All these analysts talked about managed print services in the year 2025. I’m sure all those analysts right now are refiguring out the number. I’m sure all those analysts are starting to realize that in 2025 it probably won’t be called managed print services. It’ll probably be called digital workflow services. Who knows? But it’s not going to be about counting pages that are printed. It’s going to be about information moving around in a digital landscape.

Those are tough things to say to an industry that manufactures printers and its supplies and its parts. However, we have to start waking up to the realities of the market around us.

Why are we investing and doubling down and try to throw a bunch of apps onto devices, particularly A3 copiers? Think about it. We’re trying to build relationships with products where customers are only using those products until they don’t need to use them anymore. They’re not using them because it’s fun. They’re not going to the office, gathering around the water cooler talking about how they can’t wait to get to the A3 MFP in the hallway because there’s a new app on it. “Man, I don’t know about you guys, but I got to get out there. That machine’s always got people in front of it. And I’m trying to use the new fancy app. I haven’t been able to do it yet.”

Folks, that “shit ain’t happening.” It’s not. Regardless of what the manufacturers think, they need to pay attention to the realities of their customers and start building products around those realities.

Why aren’t we doubling down and making A4 even lower cost to service and support? It’s already much lower than the A3. Let’s make it lower. Let’s make it easier for the end-user to just buy one of those things, get it delivered to their house, pull it out of the box, put it on a shelf, have it automatically connect to their network. Oh, that already exists. Do you see what I’m saying?

We’re making things to try to save things, instead of creating things to try to reinvent things.
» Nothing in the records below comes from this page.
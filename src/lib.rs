//! shell-cache: offline caching for single-page web applications.
//!
//! A coordinator intercepts requests for the application's origin and
//! answers them from a versioned cache:
//!   navigations → network first, cached shell document when offline
//!   assets      → cache first, refreshed in the background
//!
//! Cache generations are named `<prefix><version>`; installing a new version
//! precaches the shell, activating it deletes every older generation.

pub mod cache;
pub mod config;
pub mod coordinator;
pub mod error;
pub mod host;
pub mod metrics;
pub mod network;
pub mod server;
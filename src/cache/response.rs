//! Response descriptors and the cacheability predicate.

use bytes::Bytes;
use serde::{Deserialize, Serialize};

/// How a response relates to the requesting origin.
#[derive(Debug, Clone, Copy, PartialEq, Eq, Hash, Serialize, Deserialize)]
#[serde(rename_all = "lowercase")]
pub enum ResponseType {
    /// Same-origin response.
    Basic,
    /// Cross-origin response with permission headers.
    Cors,
    /// Cross-origin response fetched without permission headers.
    /// Its status is not meaningful to the requester.
    Opaque,
    /// Synthesized network failure.
    Error,
}

impl std::fmt::Display for ResponseType {
    fn fmt(&self, f: &mut std::fmt::Formatter<'_>) -> std::fmt::Result {
        match self {
            ResponseType::Basic => write!(f, "basic"),
            ResponseType::Cors => write!(f, "cors"),
            ResponseType::Opaque => write!(f, "opaque"),
            ResponseType::Error => write!(f, "error"),
        }
    }
}

/// A response as seen by the coordinator. The body is never inspected.
#[derive(Debug, Clone, PartialEq, Eq)]
pub struct Response {
    pub status: u16,
    pub response_type: ResponseType,
    /// Final URL after redirects, when known.
    pub url: Option<String>,
    pub headers: Vec<(String, String)>,
    pub body: Bytes,
}

impl Response {
    pub fn new(status: u16, response_type: ResponseType, body: impl Into<Bytes>) -> Self {
        Self {
            status,
            response_type,
            url: None,
            headers: Vec::new(),
            body: body.into(),
        }
    }

    /// A same-origin response.
    pub fn basic(status: u16, body: impl Into<Bytes>) -> Self {
        Self::new(status, ResponseType::Basic, body)
    }

    /// A cross-origin response with permission headers.
    pub fn cors(status: u16, body: impl Into<Bytes>) -> Self {
        Self::new(status, ResponseType::Cors, body)
    }

    /// A cross-origin response without permission headers.
    pub fn opaque(status: u16, body: impl Into<Bytes>) -> Self {
        Self::new(status, ResponseType::Opaque, body)
    }

    /// The generic failure handed back when neither network nor cache can answer.
    pub fn network_error() -> Self {
        Self::new(0, ResponseType::Error, Bytes::new())
    }

    pub fn with_header(mut self, name: &str, value: &str) -> Self {
        self.headers.push((name.to_string(), value.to_string()));
        self
    }

    pub fn with_url(mut self, url: impl Into<String>) -> Self {
        self.url = Some(url.into());
        self
    }

    /// First header value with the given name (case-insensitive).
    pub fn header(&self, name: &str) -> Option<&str> {
        self.headers
            .iter()
            .find(|(n, _)| n.eq_ignore_ascii_case(name))
            .map(|(_, v)| v.as_str())
    }

    pub fn is_network_error(&self) -> bool {
        self.response_type == ResponseType::Error
    }

    /// Status in the 2xx range.
    pub fn ok(&self) -> bool {
        (200..300).contains(&self.status)
    }
}

/// Whether a network response may be written into the cache.
///
/// First match wins:
/// 1. absent → no
/// 2. opaque → yes (status is unreadable, third-party assets would never cache otherwise)
/// 3. status != 200 → no
/// 4. basic or cors → yes, anything else → no
pub fn is_cacheable(response: Option<&Response>) -> bool {
    let Some(response) = response else {
        return false;
    };
    if response.response_type == ResponseType::Opaque {
        return true;
    }
    if response.status != 200 {
        return false;
    }
    matches!(response.response_type, ResponseType::Basic | ResponseType::Cors)
}
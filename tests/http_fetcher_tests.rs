//! Integration tests for HttpFetcher.
//!
//! Uses wiremock for HTTP mocking. Two mock servers stand in for the
//! application origin and a third-party host.

use std::time::Duration;

use shell_cache::cache::request::{Request, RequestMode};
use shell_cache::cache::response::ResponseType;
use shell_cache::config::NetworkConfig;
use shell_cache::error::FetchError;
use shell_cache::network::fetcher::{Fetcher, HttpFetcher};
use url::Url;
use wiremock::matchers::{body_string, method, path};
use wiremock::{Mock, MockServer, ResponseTemplate};

fn fetcher_for(origin: &MockServer, timeout_secs: Option<u64>) -> HttpFetcher {
    let config = NetworkConfig {
        origin: origin.uri(),
        request_timeout_secs: timeout_secs,
    };
    HttpFetcher::new(Url::parse(&origin.uri()).unwrap(), &config).unwrap()
}

fn at(server: &MockServer, p: &str) -> Url {
    Url::parse(&server.uri()).unwrap().join(p).unwrap()
}

#[tokio::test]
async fn test_same_origin_is_basic() {
    let origin = MockServer::start().await;
    Mock::given(method("GET"))
        .and(path("/index.html"))
        .respond_with(ResponseTemplate::new(200).set_body_raw("<html></html>", "text/html"))
        .mount(&origin)
        .await;

    let fetcher = fetcher_for(&origin, None);
    let response = fetcher
        .fetch(&Request::navigate(at(&origin, "/index.html")))
        .await
        .expect("fetch failed");

    assert_eq!(response.status, 200);
    assert_eq!(response.response_type, ResponseType::Basic);
    assert_eq!(response.body.as_ref(), b"<html></html>");
    assert_eq!(response.header("content-type"), Some("text/html"));
}

#[tokio::test]
async fn test_cross_origin_redirect_is_not_basic() {
    let origin = MockServer::start().await;
    let cdn = MockServer::start().await;
    Mock::given(method("GET"))
        .and(path("/vendor.js"))
        .respond_with(
            ResponseTemplate::new(302).insert_header("location", at(&cdn, "/vendor.js").as_str()),
        )
        .mount(&origin)
        .await;
    Mock::given(method("GET"))
        .and(path("/vendor.js"))
        .respond_with(ResponseTemplate::new(200).set_body_string("vendor()"))
        .mount(&cdn)
        .await;

    let fetcher = fetcher_for(&origin, None);

    let response = fetcher
        .fetch(&Request::get(at(&origin, "/vendor.js")))
        .await
        .expect("fetch failed");
    assert_eq!(response.response_type, ResponseType::Opaque);

    let cors = fetcher
        .fetch(&Request::get(at(&origin, "/vendor.js")).with_mode(RequestMode::Cors))
        .await;
    assert!(matches!(cors, Err(FetchError::CorsRejected(_))));
}

#[tokio::test]
async fn test_error_status_is_not_a_fetch_error() {
    let origin = MockServer::start().await;
    Mock::given(method("GET"))
        .and(path("/missing.js"))
        .respond_with(ResponseTemplate::new(404))
        .mount(&origin)
        .await;

    let fetcher = fetcher_for(&origin, None);
    let response = fetcher
        .fetch(&Request::get(at(&origin, "/missing.js")))
        .await
        .expect("404 is still a response");
    assert_eq!(response.status, 404);
    assert!(!response.ok());
}

#[tokio::test]
async fn test_cross_origin_no_cors_is_opaque() {
    let origin = MockServer::start().await;
    let cdn = MockServer::start().await;
    Mock::given(method("GET"))
        .and(path("/lib.js"))
        .respond_with(ResponseTemplate::new(200).set_body_string("lib()"))
        .mount(&cdn)
        .await;

    let fetcher = fetcher_for(&origin, None);
    let response = fetcher
        .fetch(&Request::get(at(&cdn, "/lib.js")))
        .await
        .expect("fetch failed");
    assert_eq!(response.response_type, ResponseType::Opaque);
}

#[tokio::test]
async fn test_cross_origin_cors_requires_permission() {
    let origin = MockServer::start().await;
    let api = MockServer::start().await;
    Mock::given(method("GET"))
        .and(path("/allowed.json"))
        .respond_with(
            ResponseTemplate::new(200)
                .set_body_string("{}")
                .insert_header("access-control-allow-origin", "*"),
        )
        .mount(&api)
        .await;
    Mock::given(method("GET"))
        .and(path("/denied.json"))
        .respond_with(ResponseTemplate::new(200).set_body_string("{}"))
        .mount(&api)
        .await;

    let fetcher = fetcher_for(&origin, None);

    let allowed = fetcher
        .fetch(&Request::get(at(&api, "/allowed.json")).with_mode(RequestMode::Cors))
        .await
        .expect("fetch failed");
    assert_eq!(allowed.response_type, ResponseType::Cors);

    let denied = fetcher
        .fetch(&Request::get(at(&api, "/denied.json")).with_mode(RequestMode::Cors))
        .await;
    assert!(matches!(denied, Err(FetchError::CorsRejected(_))));
}

#[tokio::test]
async fn test_post_body_is_forwarded() {
    let origin = MockServer::start().await;
    Mock::given(method("POST"))
        .and(path("/api/save"))
        .and(body_string("{\"note\":1}"))
        .respond_with(ResponseTemplate::new(201))
        .expect(1)
        .mount(&origin)
        .await;

    let fetcher = fetcher_for(&origin, None);
    let response = fetcher
        .fetch(
            &Request::get(at(&origin, "/api/save"))
                .with_method("POST")
                .with_mode(RequestMode::SameOrigin)
                .with_body("{\"note\":1}"),
        )
        .await
        .expect("fetch failed");
    assert_eq!(response.status, 201);
}

#[tokio::test]
async fn test_timeout_is_reported() {
    let origin = MockServer::start().await;
    Mock::given(method("GET"))
        .and(path("/slow.js"))
        .respond_with(ResponseTemplate::new(200).set_delay(Duration::from_secs(3)))
        .mount(&origin)
        .await;

    let fetcher = fetcher_for(&origin, Some(1));
    let result = fetcher.fetch(&Request::get(at(&origin, "/slow.js"))).await;
    assert!(matches!(result, Err(FetchError::Timeout(d)) if d == Duration::from_secs(1)));
}

#[tokio::test]
async fn test_unreachable_origin_is_network_error() {
    let origin = Url::parse("http://127.0.0.1:9/").unwrap();
    let fetcher = HttpFetcher::new(origin.clone(), &NetworkConfig::default()).unwrap();

    let result = fetcher.fetch(&Request::get(origin.join("/app.js").unwrap())).await;
    assert!(matches!(result, Err(FetchError::Network(_))));
}
//! Inspection endpoints under `/__shell-cache/`.

use std::sync::Arc;

use axum::extract::State;
use axum::http::{header, StatusCode};
use axum::response::IntoResponse;
use axum::Json;
use serde::Serialize;

use crate::coordinator::clients::ClientInfo;
use crate::host::WorkerState;
use crate::server::AppState;

/// Health check response.
#[derive(Debug, Serialize)]
pub struct HealthResponse {
    pub status: String,
    pub state: WorkerState,
    pub generation: String,
    pub uptime_secs: u64,
    pub pending_tasks: usize,
}

/// One generation in the store.
#[derive(Debug, Serialize)]
pub struct GenerationInfo {
    pub name: String,
    pub entries: usize,
    pub current: bool,
}

pub async fn health(State(state): State<Arc<AppState>>) -> Json<HealthResponse> {
    let worker_state = state.host.state().await;
    let status = if worker_state == WorkerState::Redundant {
        "failed"
    } else {
        "ok"
    };

    Json(HealthResponse {
        status: status.to_string(),
        state: worker_state,
        generation: state.host.coordinator().generation().to_string(),
        uptime_secs: state.start_time.elapsed().as_secs(),
        pending_tasks: state.host.pending_tasks().await,
    })
}

pub async fn generations(
    State(state): State<Arc<AppState>>,
) -> Result<Json<Vec<GenerationInfo>>, (StatusCode, String)> {
    let coordinator = state.host.coordinator();
    let storage = coordinator.storage();
    let internal = |e: crate::error::StoreError| (StatusCode::INTERNAL_SERVER_ERROR, e.to_string());

    let mut generations = Vec::new();
    for name in storage.keys().await.map_err(internal)? {
        let cache = storage.open(&name).await.map_err(internal)?;
        let entries = cache.keys().await.map_err(internal)?.len();
        generations.push(GenerationInfo {
            current: name == coordinator.generation(),
            name,
            entries,
        });
    }

    Ok(Json(generations))
}

pub async fn clients(State(state): State<Arc<AppState>>) -> Json<Vec<ClientInfo>> {
    Json(state.host.coordinator().clients().list().await)
}

pub async fn metrics(State(state): State<Arc<AppState>>) -> axum::response::Response {
    match state.host.coordinator().metrics().render() {
        Ok(text) => (
            [(header::CONTENT_TYPE, "text/plain; version=0.0.4")],
            text,
        )
            .into_response(),
        Err(e) => (StatusCode::INTERNAL_SERVER_ERROR, e.to_string()).into_response(),
    }
}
And that’s a big difference. That’s the first sign that an industry is in trouble. When they keep trying to save the past. Feeling disrupted? There’s more ahead.

Living in a Digital World

I talked about the horse and the automobile. Now think about this analogy: we’ve all heard the story about Blockbuster video stores and Netflix online streaming movie service. Remember the Netflix guys beating Blockbuster. And Blockbuster’s sitting there saying to themselves and to Netflix, “We don’t think that subscription model works. No one wants to do that. They want to come into the store; they want to get some popcorn from our popcorn machine; they want to talk to their neighbors. They are never going to buy into that subscription model.”
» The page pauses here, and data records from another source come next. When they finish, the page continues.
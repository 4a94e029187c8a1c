//! Shared fixtures: a scripted network and a storage that can be made to fail.

#![allow(dead_code)]

use std::collections::HashMap;
use std::sync::{Arc, Mutex};

use async_trait::async_trait;
use tokio::sync::Notify;
use url::Url;

use shell_cache::cache::request::Request;
use shell_cache::cache::response::Response;
use shell_cache::cache::store::{Cache, CacheStorage, MemoryStorage};
use shell_cache::config::Config;
use shell_cache::coordinator::Coordinator;
use shell_cache::error::{FetchError, StoreError};
use shell_cache::network::fetcher::Fetcher;

pub const ORIGIN: &str = "https://app.example/";

pub fn url(path: &str) -> Url {
    Url::parse(ORIGIN).unwrap().join(path).unwrap()
}

pub fn test_config(version: u32) -> Config {
    let mut config = Config::default();
    config.network.origin = ORIGIN.to_string();
    config.cache.version = version;
    config
}

/// What the network does for one URL.
#[derive(Clone)]
pub enum Reply {
    Respond(Response),
    Fail,
    /// Never completes until the gate is opened, then responds.
    Gated(Arc<Notify>, Response),
}

/// In-process network with a per-URL script. Unscripted URLs fail.
#[derive(Default)]
pub struct ScriptedFetcher {
    replies: Mutex<HashMap<String, Reply>>,
    calls: Mutex<Vec<String>>,
}

impl ScriptedFetcher {
    pub fn new() -> Arc<Self> {
        Arc::new(Self::default())
    }

    pub fn respond(&self, url: &Url, response: Response) {
        self.replies
            .lock()
            .unwrap()
            .insert(url.to_string(), Reply::Respond(response));
    }

    pub fn fail(&self, url: &Url) {
        self.replies.lock().unwrap().insert(url.to_string(), Reply::Fail);
    }

    pub fn gate(&self, url: &Url, response: Response) -> Arc<Notify> {
        let gate = Arc::new(Notify::new());
        self.replies
            .lock()
            .unwrap()
            .insert(url.to_string(), Reply::Gated(gate.clone(), response));
        gate
    }

    /// Every shell entry answers 200 with its path as the body.
    pub fn serve_shell(&self) {
        for path in ["./", "./index.html", "./manifest.json", "./icon.svg"] {
            self.respond(&url(path), Response::basic(200, path.to_string()));
        }
    }

    pub fn calls(&self) -> Vec<String> {
        self.calls.lock().unwrap().clone()
    }

    pub fn call_count(&self, url: &Url) -> usize {
        self.calls().iter().filter(|c| *c == url.as_str()).count()
    }
}

#[async_trait]
impl Fetcher for ScriptedFetcher {
    async fn fetch(&self, request: &Request) -> Result<Response, FetchError> {
        self.calls.lock().unwrap().push(request.url.to_string());
        let reply = self.replies.lock().unwrap().get(request.url.as_str()).cloned();
        match reply {
            Some(Reply::Respond(response)) => Ok(response),
            Some(Reply::Gated(gate, response)) => {
                gate.notified().await;
                Ok(response)
            }
            Some(Reply::Fail) | None => Err(FetchError::Network("offline".to_string())),
        }
    }
}

/// Memory storage whose enumeration, deletion or opening can be broken on demand.
#[derive(Default)]
pub struct FlakyStorage {
    pub inner: MemoryStorage,
    pub fail_open: Mutex<bool>,
    pub fail_keys: Mutex<bool>,
    pub fail_delete: Mutex<bool>,
}

fn broken() -> StoreError {
    StoreError::Io(std::io::Error::new(std::io::ErrorKind::Other, "store unavailable"))
}

#[async_trait]
impl CacheStorage for FlakyStorage {
    async fn open(&self, name: &str) -> Result<Arc<dyn Cache>, StoreError> {
        if *self.fail_open.lock().unwrap() {
            return Err(broken());
        }
        self.inner.open(name).await
    }

    async fn keys(&self) -> Result<Vec<String>, StoreError> {
        if *self.fail_keys.lock().unwrap() {
            return Err(broken());
        }
        self.inner.keys().await
    }

    async fn delete(&self, name: &str) -> Result<bool, StoreError> {
        if *self.fail_delete.lock().unwrap() {
            return Err(broken());
        }
        self.inner.delete(name).await
    }
}

/// Coordinator for `version` over fresh memory storage.
pub fn coordinator(
    version: u32,
    storage: Arc<dyn CacheStorage>,
    fetcher: Arc<ScriptedFetcher>,
) -> Coordinator {
    Coordinator::new(&test_config(version), storage, fetcher).unwrap()
}
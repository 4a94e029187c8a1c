//! HTTP server hosting the coordinator as a caching proxy.
//!
//! - [`proxy`]: maps incoming requests onto the origin and serves them
//! - [`inspect`]: health, generation, client and metrics endpoints

pub mod inspect;
pub mod proxy;

use std::sync::Arc;
use std::time::Instant;

use axum::routing::get;
use axum::Router;
use tower_http::trace::TraceLayer;
use url::Url;

use crate::host::SharedHost;
use crate::network::fetcher::SharedFetcher;

/// Application state shared across handlers.
pub struct AppState {
    pub host: SharedHost,
    /// Used for requests the coordinator does not intercept.
    pub fetcher: SharedFetcher,
    pub origin: Url,
    pub start_time: Instant,
}

/// Build the axum router: inspection routes plus the proxy fallback.
pub fn build_router(state: Arc<AppState>) -> Router {
    Router::new()
        .route("/__shell-cache/health", get(inspect::health))
        .route("/__shell-cache/generations", get(inspect::generations))
        .route("/__shell-cache/clients", get(inspect::clients))
        .route("/__shell-cache/metrics", get(inspect::metrics))
        .fallback(proxy::proxy)
        .layer(TraceLayer::new_for_http())
        .with_state(state)
}
//! Open client pages and the claim signal.
//!
//! A client is a page that has navigated through the proxy. Pages that load
//! while a generation is active are controlled by it immediately; pages that
//! loaded earlier stay uncontrolled until [`ClientRegistry::claim`].

use std::collections::HashMap;

use serde::Serialize;
use tokio::sync::RwLock;
use tracing::{debug, info};

/// A known client page.
#[derive(Debug, Clone, PartialEq, Eq, Serialize)]
pub struct ClientInfo {
    pub id: String,
    /// Last URL the client navigated to.
    pub url: String,
    /// Generation controlling this client, if any.
    pub controller: Option<String>,
}

/// Default cap on tracked clients.
pub const DEFAULT_MAX_CLIENTS: usize = 1024;

#[derive(Debug, Default)]
struct Inner {
    active: Option<String>,
    clients: HashMap<String, Tracked>,
    /// Bumped on every registration; orders clients by recency.
    tick: u64,
}

#[derive(Debug)]
struct Tracked {
    info: ClientInfo,
    last_seen: u64,
}

/// Registry of client pages, bounded to the most recently seen `max_clients`.
#[derive(Debug)]
pub struct ClientRegistry {
    inner: RwLock<Inner>,
    max_clients: usize,
}

impl Default for ClientRegistry {
    fn default() -> Self {
        Self::with_capacity(DEFAULT_MAX_CLIENTS)
    }
}

impl ClientRegistry {
    pub fn new() -> Self {
        Self::default()
    }

    pub fn with_capacity(max_clients: usize) -> Self {
        Self {
            inner: RwLock::new(Inner::default()),
            max_clients: max_clients.max(1),
        }
    }

    /// Record a navigation by `id` to `url`. Evicts the least recently seen
    /// client when a new id would exceed the cap.
    pub async fn register(&self, id: &str, url: &str) {
        let mut inner = self.inner.write().await;
        inner.tick += 1;
        let tick = inner.tick;

        if let Some(tracked) = inner.clients.get_mut(id) {
            tracked.info.url = url.to_string();
            tracked.last_seen = tick;
            return;
        }

        if inner.clients.len() >= self.max_clients {
            let oldest = inner
                .clients
                .iter()
                .min_by_key(|(_, t)| t.last_seen)
                .map(|(id, _)| id.clone());
            if let Some(oldest) = oldest {
                debug!(client = %oldest, "Client registry full, evicting least recent");
                inner.clients.remove(&oldest);
            }
        }

        let controller = inner.active.clone();
        inner.clients.insert(
            id.to_string(),
            Tracked {
                info: ClientInfo {
                    id: id.to_string(),
                    url: url.to_string(),
                    controller,
                },
                last_seen: tick,
            },
        );
    }

    pub async fn unregister(&self, id: &str) -> bool {
        self.inner.write().await.clients.remove(id).is_some()
    }

    /// Take control of every open client. Returns how many changed controller.
    pub async fn claim(&self, generation: &str) -> usize {
        let mut inner = self.inner.write().await;
        inner.active = Some(generation.to_string());

        let mut claimed = 0;
        for tracked in inner.clients.values_mut() {
            if tracked.info.controller.as_deref() != Some(generation) {
                tracked.info.controller = Some(generation.to_string());
                claimed += 1;
            }
        }

        info!(generation, claimed, total = inner.clients.len(), "Claimed clients");
        claimed
    }

    /// Generation that new clients are controlled by.
    pub async fn active(&self) -> Option<String> {
        self.inner.read().await.active.clone()
    }

    pub async fn get(&self, id: &str) -> Option<ClientInfo> {
        self.inner.read().await.clients.get(id).map(|t| t.info.clone())
    }

    pub async fn list(&self) -> Vec<ClientInfo> {
        let mut clients: Vec<ClientInfo> = self
            .inner
            .read()
            .await
            .clients
            .values()
            .map(|t| t.info.clone())
            .collect();
        clients.sort_by(|a, b| a.id.cmp(&b.id));
        clients
    }
}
Could you imagine … could you imagine if you could go back in time and right after that conversation happened? There was a global pandemic and all of a sudden everybody was stuck in their house. All the Blockbuster stores have to close because nobody was really going to there because they were all stuck in their homes. Do you think that they would have picked the phone up and called up Netflix and say, “hey… about that subscription thing you were talking about …maybe that’s not a bad idea.”

Ladies and gentlemen, we’ve got to start thinking about all the good ideas that have come from this pandemic.

Then we got to start thinking about all the threats to all the industries that this pandemic caused.

When Sears and Kmart got together—the two big retailer giants in the US that were not doing really well on their own. There’s nothing worse than two dysfunctional organizations coming together to create one big dysfunctional organization.

When Sears and Kmart came together, I penned this quote, “a company becomes obsolete when they focus on delivering the past to the future instead of delivering the future to the present”.

Wouldn’t it have made more sense for Sears to buy a software company and figure out how to amplify a digital presence? I believe wholeheartedly that customer experience—for no matter what industry you’re in or what product you deliver—is found at the intersection between the digital and physical world. That’s where customer experience lives.

Our industry, or the automobile or any other industry, has to figure out how they can navigate between that digital and physical world properly. How does the print industry navigate inside that intersection between that digital and physical world? What products do they bring to market to help end-users have a better experience from the experiences they’re getting today?

Do you know what innovators look for? They look for all the things the old ways do it wrong. That’s what they do. They say, “Wow, that is a really bad way to do things. We could do that so much better.” Once they prescribe the prescription for doing it better, they set out on a path to educate the customer on that better way and they take away all these great relationships that status quo companies hung on to. They took advantage of. And they deliver those customers a better experience. That’s what innovators do. They always do that. Feeling disrupted? There’s more ahead.

Lukewarm Leaders are in Trouble

Elon Musk, the Tesla Automotive, the battery car guy, says, “Some people don’t like change, but you need to embrace change if the alternative is a disaster.”

The first thing we have to do is accept that if we don’t do anything, we’re headed for disaster. The next thing we have to do is accept that we have to change.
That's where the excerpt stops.